→ **TASK OBJECTIVE**:
The reply should consist of the entire listing, word for word.

--- DATA FOR ANALYSIS Enclosed Below ---

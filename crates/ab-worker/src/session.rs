use std::sync::RwLock;

use serde::Deserialize;

/// Credentials for the backend, shared by every component of one worker.
///
/// The token is replaced in place when the transport re-authenticates after a 401.
#[derive(Debug, Default)]
pub struct Session {
    token: RwLock<Option<String>>,
    login_code: Option<String>,
}

#[derive(Debug, Deserialize)]
pub(crate) struct LoginResponse {
    #[serde(rename = "accessToken")]
    pub access_token: String,
}

impl Session {
    pub fn new(token: Option<String>, login_code: Option<String>) -> Self {
        Self {
            token: RwLock::new(token),
            login_code,
        }
    }

    pub fn token(&self) -> Option<String> {
        self.token
            .read()
            .unwrap_or_else(|poisoned| poisoned.into_inner())
            .clone()
    }

    pub fn set_token(&self, token: String) {
        *self
            .token
            .write()
            .unwrap_or_else(|poisoned| poisoned.into_inner()) = Some(token);
    }

    pub fn login_code(&self) -> Option<&str> {
        self.login_code.as_deref()
    }

    /// Whether a fresh token can be obtained without operator help.
    pub fn can_login(&self) -> bool {
        self.login_code.is_some()
    }

    pub fn is_authenticated(&self) -> bool {
        self.token().is_some()
    }
}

--- End of Enclosed DATA FOR ANALYSIS ---

→ **RESPONSE TO THE EXERCISE**:
filename crates/ab-worker/src/session.rs
use std::sync::RwLock;

use serde::Deserialize;

/// Credentials for the backend, shared by every component of one worker.
///
/// The token is replaced in place when the transport re-authenticates after a 401.
#[derive(Debug, Default)]
pub struct Session {
    token: RwLock<Option<String>>,
    login_code: Option<String>,
}

#[derive(Debug, Deserialize)]
pub(crate) struct LoginResponse {
    #[serde(rename = "accessToken")]
    pub access_token: String,
}

impl Session {
    pub fn new(token: Option<String>, login_code: Option<String>) -> Self {
        Self {
            token: RwLock::new(token),
            login_code,
        }
    }

    pub fn token(&self) -> Option<String> {
        self.token
            .read()
            .unwrap_or_else(|poisoned| poisoned.into_inner())
            .clone()
    }

    pub fn set_token(&self, token: String) {
        *self
            .token
            .write()
            .unwrap_or_else(|poisoned| poisoned.into_inner()) = Some(token);
    }

    pub fn login_code(&self) -> Option<&str> {
        self.login_code.as_deref()
    }

    /// Whether a fresh token can be obtained without operator help.
    pub fn can_login(&self) -> bool {
        self.login_code.is_some()
    }

    pub fn is_authenticated(&self) -> bool {
        self.token().is_some()
    }
}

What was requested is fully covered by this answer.